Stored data
==================================================

use std::collections::HashMap;
use std::hash::Hash;

/// Maps symbols to dense indices.
#[derive(Clone, Debug)]
pub(crate) struct SymbolInterner<S> {
    ids: HashMap<S, usize>,
    symbols: Vec<S>,
}

impl<S> SymbolInterner<S>
where
    S: Hash + Eq + Clone,
{
    pub(crate) fn new() -> Self {
        SymbolInterner {
            ids: HashMap::new(),
            symbols: vec![],
        }
    }

    pub(crate) fn intern(&mut self, sym: &S) -> usize {
        if let Some(&id) = self.ids.get(sym) {
            return id;
        }
        let id = self.symbols.len();
        self.ids.insert(sym.clone(), id);
        self.symbols.push(sym.clone());
        id
    }

    pub(crate) fn get(&self, sym: &S) -> Option<usize> {
        self.ids.get(sym).copied()
    }

    pub(crate) fn resolve(&self, id: usize) -> &S {
        &self.symbols[id]
    }

    pub(crate) fn len(&self) -> usize {
        self.symbols.len()
    }
}
//! Grammar rules can be built with the builder pattern.

use crate::rule_set::RuleSet;

/// The rule builder.
pub struct RuleBuilder<'a, S> {
    lhs: Option<S>,
    rules: &'a mut RuleSet<S>,
}

impl<'a, S> RuleBuilder<'a, S>
where
    S: Ord + Clone,
{
    /// Creates a rule builder.
    pub fn new(rules: &'a mut RuleSet<S>) -> Self {
        RuleBuilder { lhs: None, rules }
    }

    /// Starts building a new rule with the given LHS.
    pub fn rule(mut self, lhs: impl Into<S>) -> Self {
        let lhs = lhs.into();
        self.rules.declare(lhs.clone());
        self.lhs = Some(lhs);
        self
    }

    /// Adds a rule alternative to the grammar.
    ///
    /// # Panics
    ///
    /// Panics when called before [`fn rule`](Self::rule).
    pub fn rhs<I>(self, syms: I) -> Self
    where
        I: IntoIterator,
        I::Item: Into<S>,
    {
        let lhs = self.lhs.clone().expect("rhs() called before rule()");
        self.rules.add_rule(lhs, syms.into_iter().map(Into::into));
        self
    }

    /// Adds the empty alternative.
    pub fn epsilon(self) -> Self {
        self.rhs(std::iter::empty::<S>())
    }
}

==================================================

Return a copy of each line in the entries that contains "Adds".

    /// Adds a rule alternative to the grammar.
    /// Adds the empty alternative.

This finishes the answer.